By New Year’s Eve, Steve was no closer to putting pen to paper than he had been at Christmas. He was starting to wonder if he had it in him to do it at all. Then it crossed his mind that someone in the early 1950s had given him a news magazine that had impressed him with its keen analysis of the trends of the time. He’d saved it with similar material somewhere in the attic. One more piece of data to consider before he’d have to get down to business! So he climbed the steep narrow staircase and crawled through the trapdoor into the attic. He rummaged through stacks of old material—journals, magazines, even newspapers. It was cold in the attic, so he went back downstairs to fetch a sweater. This whole exercise was starting to feel futile to him. It left him as cold in his heart as he was in his body. On his knees on the dusty floor, his fingers numb and stiff, he sorted through the last remaining stack of magazines in search of the article he was looking for.

He was about to turn and leave when he spied a tattered old briefcase in the corner, encased in cobwebs. He stared at it for a few moments. A faint smile of recognition played with his cheeks. This old friend had gone through college with him and accompanied him to Germany and to the institute in Boston. It had sat in his truck all through World War II and all during his time in Pittsburg. And now it had lain in the attic for some eleven years gathering dust. Fondly he reached for the handle and pulled the ragged object toward him across the rough timbers of the floor. His numb fingers fumbled to release the catch and open the flap. Dipping into the body of the case, he slowly retrieved one picture frame containing a yellowed page of manuscript music. The ink was fading on the paper and the frame was cracked and split. Steve set it down gently and drew out the next and the next until all of them were arrayed before him in a row. Then he reached into the side pocket and withdrew another frame. And there, suddenly, was his Cecilia, beaming at him across the years and through the veil between earth and Heaven. Trembling, he set it down carefully on top of the music frames at his knees.

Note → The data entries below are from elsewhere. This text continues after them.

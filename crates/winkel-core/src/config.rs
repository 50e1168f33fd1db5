use anyhow::{Context, Result};
use serde::{Deserialize, Serialize};
use std::fs;
use std::path::{Path, PathBuf};

/// Environment variable overriding `backend_url`.
pub const ENV_BACKEND_URL: &str = "WINKEL_BACKEND_URL";
/// Environment variable overriding `api_key`.
pub const ENV_API_KEY: &str = "WINKEL_API_KEY";

fn default_lists_table() -> String {
    "Winkelwagens".to_string()
}

fn default_products_table() -> String {
    "Products".to_string()
}

/// Global configuration loaded from `~/.config/winkel/config.toml`.
#[derive(Debug, Clone, Serialize, Deserialize)]
pub struct WinkelConfig {
    /// Base URL of the hosted backend (e.g. `https://abc.supabase.co`); `/rest/v1` is appended.
    #[serde(default)]
    pub backend_url: String,
    /// Project API key, sent both as `apikey` and as a bearer token.
    #[serde(default)]
    pub api_key: String,
    /// Table holding the lists.
    #[serde(default = "default_lists_table")]
    pub lists_table: String,
    /// Table holding the products.
    #[serde(default = "default_products_table")]
    pub products_table: String,
    /// Connect timeout in seconds (None = libcurl default).
    #[serde(default)]
    pub connect_timeout_secs: Option<u64>,
    /// Whole-request timeout in seconds (None = no timeout).
    #[serde(default)]
    pub timeout_secs: Option<u64>,
}

impl Default for WinkelConfig {
    fn default() -> Self {
        Self {
            backend_url: String::new(),
            api_key: String::new(),
            lists_table: default_lists_table(),
            products_table: default_products_table(),
            connect_timeout_secs: None,
            timeout_secs: None,
        }
    }
}

impl WinkelConfig {
    /// Applies `WINKEL_BACKEND_URL` / `WINKEL_API_KEY` when set and non-empty.
    pub fn apply_env_overrides(&mut self) {
        self.apply_overrides(
            std::env::var(ENV_BACKEND_URL).ok(),
            std::env::var(ENV_API_KEY).ok(),
        );
    }

    fn apply_overrides(&mut self, backend_url: Option<String>, api_key: Option<String>) {
        if let Some(url) = backend_url.filter(|v| !v.trim().is_empty()) {
            self.backend_url = url.trim().to_string();
        }
        if let Some(key) = api_key.filter(|v| !v.trim().is_empty()) {
            self.api_key = key.trim().to_string();
        }
    }

    /// Fails unless both the backend URL and the API key are set.
    pub fn ensure_backend(&self) -> Result<()> {
        if self.backend_url.trim().is_empty() {
            anyhow::bail!(
                "backend_url is not configured; set it in {} or via {}",
                config_path_display(),
                ENV_BACKEND_URL
            );
        }
        if self.api_key.trim().is_empty() {
            anyhow::bail!(
                "api_key is not configured; set it in {} or via {}",
                config_path_display(),
                ENV_API_KEY
            );
        }
        Ok(())
    }
}

fn config_path_display() -> String {
    config_path()
        .map(|p| p.display().to_string())
        .unwrap_or_else(|_| "config.toml".to_string())
}

pub fn config_path() -> Result<PathBuf> {
    let xdg_dirs = xdg::BaseDirectories::with_prefix("winkel")?;
    Ok(xdg_dirs.place_config_file("config.toml")?)
}

/// Load configuration from disk, creating a default file if none exists.
/// Environment overrides are applied on top.
pub fn load_or_init() -> Result<WinkelConfig> {
    let path = config_path()?;
    let mut cfg = load_or_init_at(&path)?;
    cfg.apply_env_overrides();
    Ok(cfg)
}

/// Like [`load_or_init`] for an explicit path, without environment overrides.
pub fn load_or_init_at(path: &Path) -> Result<WinkelConfig> {
    if !path.exists() {
        let default_cfg = WinkelConfig::default();
        let toml = toml::to_string_pretty(&default_cfg)?;
        if let Some(parent) = path.parent() {
            fs::create_dir_all(parent)?;
        }
        fs::write(path, toml)
            .with_context(|| format!("writing default config to {}", path.display()))?;
        tracing::info!("created default config at {}", path.display());
        return Ok(default_cfg);
    }

    let data = fs::read_to_string(path)
        .with_context(|| format!("reading config {}", path.display()))?;
    let cfg: WinkelConfig =
        toml::from_str(&data).with_context(|| format!("parsing config {}", path.display()))?;
    Ok(cfg)
}
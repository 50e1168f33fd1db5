pub mod config;
pub mod logging;

pub mod backend;
pub mod error;
pub mod model;
pub mod rest;
pub mod route;
pub mod views;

Now he had his wallet in his hands and was fumbling with the picture section. He removed one of them, his favorite photo of Kay taken two years after they were married, and set it down next to the portrait photo of Cecilia.

The low sun was sending two dust-laden shafts of light gliding almost horizontally through the dim attic from the small west windows. They were intercepted by the form of a shivering old man hunched over some objects on the floor, sobbing his heart out.

That evening, pages from a small lined tablet flew in all directions. The scrawl on them is at times almost illegible, and their order is not always clear. I found them stuffed into the top drawer of an already stuffed desk. Rolph may have been the motive behind this outpouring, but he tells me that he never saw those pages until I showed them to him after Dr. Pearson’s death.